Turns out that not only was this a rather sharp turn in Mr. Martin's writerly MO, but he was also dead when he did it. Oops. Turns out Bill Martin isn't such a unique name after all.

And that's who's making educational policy in Texas these days.

I wrote a while back (and again here) about how things like this have to make you wonder about the efforts to install national standards. But I'm actually starting to re-think that position now. Remember, Texas with its huge textbook market in many ways sets the standards that are going to be reflected in textbooks used across the country. And you can see how they're using that clout. At this point, anything to take power away from Texas almost has to be seen as a good thing.

Also, so there's no doubt, I am not now nor have I ever been a member of the Communist Party.

Monday, July 20, 2009

More Troubling Standards

The drive to national standards is making some more headway with members being selected to start sussing out what students should know and when they should know it.

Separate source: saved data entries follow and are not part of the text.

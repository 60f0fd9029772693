//! RP2040-specific HAL for the clock firmware
//!
//! This crate provides RP2040 implementations of the shared
//! `meridian-hal` pin traits and the `meridian-core` capability traits:
//!
//! - GPIO newtypes over embassy-rp pins
//! - Blocking ADC channel
//! - Flash-backed byte store (implements `PersistentStore`)
//! - Timepulse / serial edge flags from the IO_BANK0 raw interrupt latches

#![no_std]

pub mod adc;
pub mod edges;
pub mod flash;
pub mod gpio;

pub use adc::RpAdcChannel;
pub use edges::EdgeFlags;
pub use flash::FlashByteStore;
pub use gpio::{RpInput, RpOutput};
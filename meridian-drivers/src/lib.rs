//! Hardware driver implementations
//!
//! This crate provides concrete implementations of the traits defined
//! in meridian-core, built on the pin-level traits of meridian-hal:
//!
//! - GPS serial input (bit-sampling software UART)
//! - Write-only bit-banged SPI
//! - Digit display (MAX7219)
//! - Ambient light sensor / adjust button (ADC)

#![no_std]
#![deny(unsafe_code)]

pub mod display;
pub mod sensor;
pub mod serial;
pub mod spi;
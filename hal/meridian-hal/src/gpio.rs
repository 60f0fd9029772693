//! GPIO pin abstractions
//!
//! Provides traits for digital input and output pins that can be implemented
//! by chip-specific HALs.

/// Digital output pin
///
/// Implementations should handle the actual hardware register manipulation
/// for the specific chip.
pub trait OutputPin {
    /// Set the pin high (logic 1)
    fn set_high(&mut self);

    /// Set the pin low (logic 0)
    fn set_low(&mut self);

    /// Set the pin to a specific state
    fn set_state(&mut self, high: bool) {
        if high {
            self.set_high();
        } else {
            self.set_low();
        }
    }

    /// Check if the pin is currently set high
    fn is_set_high(&self) -> bool;
}

/// Digital input pin
///
/// Implementations should sample the pin level directly; the soft UART
/// calls this in tight loops, so it must not block.
pub trait InputPin {
    /// Check if the pin reads high (logic 1)
    fn is_high(&self) -> bool;

    /// Check if the pin reads low (logic 0)
    fn is_low(&self) -> bool {
        !self.is_high()
    }
}

#[cfg(test)]
mod tests {
    use super::*;

    struct Latch(bool);

    impl OutputPin for Latch {
        fn set_high(&mut self) {
            self.0 = true;
        }

        fn set_low(&mut self) {
            self.0 = false;
        }

        fn is_set_high(&self) -> bool {
            self.0
        }
    }

    impl InputPin for Latch {
        fn is_high(&self) -> bool {
            self.0
        }
    }

    #[test]
    fn test_set_state() {
        let mut pin = Latch(false);
        pin.set_state(true);
        assert!(pin.is_set_high());
        pin.set_state(false);
        assert!(!pin.is_set_high());
    }

    #[test]
    fn test_is_low_default() {
        let pin = Latch(false);
        assert!(pin.is_low());
        let pin = Latch(true);
        assert!(!pin.is_low());
    }
}
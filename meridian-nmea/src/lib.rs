//! NMEA-0183 time decoding
//!
//! This crate extracts the UTC time of day from the RMC ("recommended
//! minimum") sentence a GPS receiver emits once per second. It is built
//! for a receiver that has nothing but a bit-banged serial line:
//!
//! ```text
//! $GPRMC,081836,A,3751.65,S,14507.36,E,000.0,360.0,130998,011.3,E*62\r\n
//!  └─┬─┘ └─┬──┘                                      └─┬──┘        └┬┘
//!   type  hhmmss[.sss]                             ddmmyy     XOR of the
//!                                                  (optional)  bytes between
//!                                                              '$' and '*'
//! ```
//!
//! The decoder pulls bytes from a [`SerialLine`] one at a time and gives up
//! after [`MAX_SENTENCE_LEN`] bytes, so a silent or babbling line can never
//! stall the caller for longer than one sentence's worth of bytes.

#![no_std]
#![deny(unsafe_code)]

pub mod line;
pub mod sentence;
pub mod time;

pub use line::{SerialLine, SliceLine};
pub use sentence::{
    DecodeStatus, Decoded, DecoderConfig, SentenceDecoder, MAX_SENTENCE_LEN, SENTENCE_TYPE,
};
pub use time::{GpsDate, TimeOfDay};
//! Hardware capability traits
//!
//! These traits define the interface between the clock logic and
//! hardware-specific implementations. Every method is blocking; the
//! controller runs a single cooperative loop.

pub mod analog;
pub mod display;
pub mod events;
pub mod storage;

pub use analog::AnalogInput;
pub use display::{DisplayDriver, DisplayError, DisplayExt, FIRST_DIGIT_REGISTER};
pub use events::{EventFlags, LineEvent};
pub use meridian_nmea::SerialLine;
pub use storage::{PersistentStore, StoreError};
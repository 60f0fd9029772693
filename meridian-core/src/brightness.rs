//! Ambient-light brightness estimation
//!
//! Light samples are smoothed by a fixed-window running average and then
//! mapped to a display intensity level through a threshold table.

use crate::config::BrightnessConfig;

/// Samples in the smoothing window
pub const SAMPLE_WINDOW: usize = 16;

/// Running average over the last `K` samples
///
/// `K` must be a power of two. The first sample fills the whole window,
/// so the average starts at that sample instead of ramping up from zero.
#[derive(Debug, Clone)]
pub struct RunningAverage<const K: usize> {
    samples: [u8; K],
    next: usize,
    sum: u32,
    primed: bool,
}

impl<const K: usize> RunningAverage<K> {
    const MASK: usize = {
        assert!(K.is_power_of_two(), "window must be a power of two");
        K - 1
    };
    const SHIFT: u32 = K.trailing_zeros();

    /// Create an empty average
    pub const fn new() -> Self {
        Self {
            samples: [0; K],
            next: 0,
            sum: 0,
            primed: false,
        }
    }

    /// Add a sample, evicting the oldest, and return the new average
    pub fn push(&mut self, sample: u8) -> u8 {
        if !self.primed {
            self.samples = [sample; K];
            self.sum = u32::from(sample) << Self::SHIFT;
            self.primed = true;
            return sample;
        }

        let oldest = self.samples[self.next];
        self.sum = self.sum - u32::from(oldest) + u32::from(sample);
        self.samples[self.next] = sample;
        self.next = (self.next + 1) & Self::MASK;
        self.average()
    }

    /// Current average, zero before the first sample
    pub fn average(&self) -> u8 {
        (self.sum >> Self::SHIFT) as u8
    }
}

impl<const K: usize> Default for RunningAverage<K> {
    fn default() -> Self {
        Self::new()
    }
}

/// Maps smoothed ambient light to a display intensity level
#[derive(Debug, Clone)]
pub struct BrightnessEstimator {
    average: RunningAverage<SAMPLE_WINDOW>,
    config: BrightnessConfig,
}

impl BrightnessEstimator {
    /// Create an estimator for the given threshold table
    pub fn new(config: BrightnessConfig) -> Self {
        Self {
            average: RunningAverage::new(),
            config,
        }
    }

    /// Feed one light sample and return the intensity level to use
    pub fn observe(&mut self, sample: u8) -> u8 {
        let average = self.average.push(sample);
        self.level_for(average)
    }

    /// Lowest level whose threshold is at least `average`
    ///
    /// Averages above the last threshold clamp to the top level.
    pub fn level_for(&self, average: u8) -> u8 {
        let thresholds = self.config.thresholds();
        let level = thresholds
            .iter()
            .position(|&threshold| average <= threshold)
            .unwrap_or(thresholds.len().saturating_sub(1));
        level as u8
    }

    /// Current smoothed reading
    pub fn average(&self) -> u8 {
        self.average.average()
    }
}
//! ADC channel
//!
//! RP2040 has a single 12-bit ADC with inputs on GPIO26-29. The clock
//! owns the converter outright, so each channel wrapper holds it.

use embassy_rp::adc::{Adc, Blocking, Channel, Error};

/// RP2040 ADC resolution
pub const ADC_BITS: u8 = 12;

/// One ADC input read with blocking conversions
pub struct RpAdcChannel<'d> {
    adc: Adc<'d, Blocking>,
    channel: Channel<'d>,
}

impl<'d> RpAdcChannel<'d> {
    /// Pair the converter with the channel to sample
    pub fn new(adc: Adc<'d, Blocking>, channel: Channel<'d>) -> Self {
        Self { adc, channel }
    }
}

impl meridian_hal::AdcChannel for RpAdcChannel<'_> {
    type Error = Error;

    fn read_raw(&mut self) -> Result<u16, Self::Error> {
        self.adc.blocking_read(&mut self.channel)
    }

    fn resolution_bits(&self) -> u8 {
        ADC_BITS
    }
}
//! GPIO pin wrappers
//!
//! embassy-rp pins wrapped so they can implement the `meridian-hal` traits.

use embassy_rp::gpio::{Input, Output};

/// Input pin
pub struct RpInput<'d>(Input<'d>);

impl<'d> RpInput<'d> {
    /// Wrap a configured input
    pub fn new(pin: Input<'d>) -> Self {
        Self(pin)
    }
}

impl meridian_hal::InputPin for RpInput<'_> {
    fn is_high(&self) -> bool {
        self.0.is_high()
    }
}

/// Push-pull output pin
pub struct RpOutput<'d>(Output<'d>);

impl<'d> RpOutput<'d> {
    /// Wrap a configured output
    pub fn new(pin: Output<'d>) -> Self {
        Self(pin)
    }
}

impl meridian_hal::OutputPin for RpOutput<'_> {
    fn set_high(&mut self) {
        self.0.set_high();
    }

    fn set_low(&mut self) {
        self.0.set_low();
    }

    fn is_set_high(&self) -> bool {
        self.0.is_set_high()
    }
}
//! Timepulse and serial edge flags
//!
//! IO_BANK0 latches every GPIO edge in its raw interrupt status (INTR)
//! registers whether or not the interrupt is enabled. Reading those
//! latches gives a shared flag register for the two lines without an
//! interrupt handler.

use embassy_rp::gpio::Input;
use embassy_rp::pac;
use meridian_core::traits::{EventFlags, LineEvent};

/// GPIOs per INTR register
const PINS_PER_REGISTER: u8 = 8;

/// Edge flags for the GPS timepulse (rising) and serial RX (falling) pins
///
/// Holds the timepulse input so the pad stays configured. The serial pin
/// is owned by the UART receiver and only referenced by number.
pub struct EdgeFlags<'d> {
    _timepulse: Input<'d>,
    timepulse_pin: u8,
    serial_pin: u8,
}

impl<'d> EdgeFlags<'d> {
    /// Watch `timepulse` (GPIO `timepulse_pin`) and GPIO `serial_pin`
    pub fn new(timepulse: Input<'d>, timepulse_pin: u8, serial_pin: u8) -> Self {
        Self {
            _timepulse: timepulse,
            timepulse_pin,
            serial_pin,
        }
    }

    fn location(pin: u8) -> (usize, usize) {
        (
            usize::from(pin / PINS_PER_REGISTER),
            usize::from(pin % PINS_PER_REGISTER),
        )
    }

    fn rising_latched(pin: u8) -> bool {
        let (register, index) = Self::location(pin);
        pac::IO_BANK0.intr(register).read().edge_high(index)
    }

    fn falling_latched(pin: u8) -> bool {
        let (register, index) = Self::location(pin);
        pac::IO_BANK0.intr(register).read().edge_low(index)
    }

    fn clear_pin(pin: u8) {
        let (register, index) = Self::location(pin);
        // Write-one-to-clear
        pac::IO_BANK0.intr(register).write(|w| {
            w.set_edge_high(index, true);
            w.set_edge_low(index, true);
        });
    }
}

impl EventFlags for EdgeFlags<'_> {
    fn clear(&mut self) {
        Self::clear_pin(self.timepulse_pin);
        Self::clear_pin(self.serial_pin);
    }

    fn poll(&mut self) -> Option<LineEvent> {
        // A start bit that is already under way makes the frame stale
        if Self::falling_latched(self.serial_pin) {
            Some(LineEvent::SerialActivity)
        } else if Self::rising_latched(self.timepulse_pin) {
            Some(LineEvent::Timepulse)
        } else {
            None
        }
    }
}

Of course, you didn't think it would be easy, did you? Because as soon as progress starts getting made, in comes Texas, again, with what is hopefully cause for pause.

Last we saw the Texas standards it was because they were trying to make sure that creationism was being taught alongside evolution in science classrooms. Having worked their magic on the science curriculum, they're now eyeing social studies. Members of the Texas Board of Education are seeking to revise the social studies standards to "emphasize the roles of the Bible, the Christian faith and the civic virtue of religion in the study of American history." This extra emphasis would apparently come at the expense of such figures as Cesar Chavez and Thurgood Marshall who have apparently not contributed much to American history.

Without getting into a discussion of whether or not emphasizing the Bible and Christian faith actually contributes to a significantly better understanding of American history, you can see how this is the kind of thing that can happen should we really go down the road of national standards. Interest groups are always going to try to press their advantage and national educational standards are going to be a major platform upon which we're going to see a series of bitter fights in the "culture wars." Agree or disagree with this one, who knows what the next major thrust is going to be. Unless we start figuring out now how much ideology we're going to include in the standards (and how realistic it is to try to exclude ideology) we're going to see a string of bitter fights that are always going to undermine the standards on one side or the other.

Of course, Texas hasn't signed on to agreement to push for national standards. So maybe they can keep their cultural battles to themselves.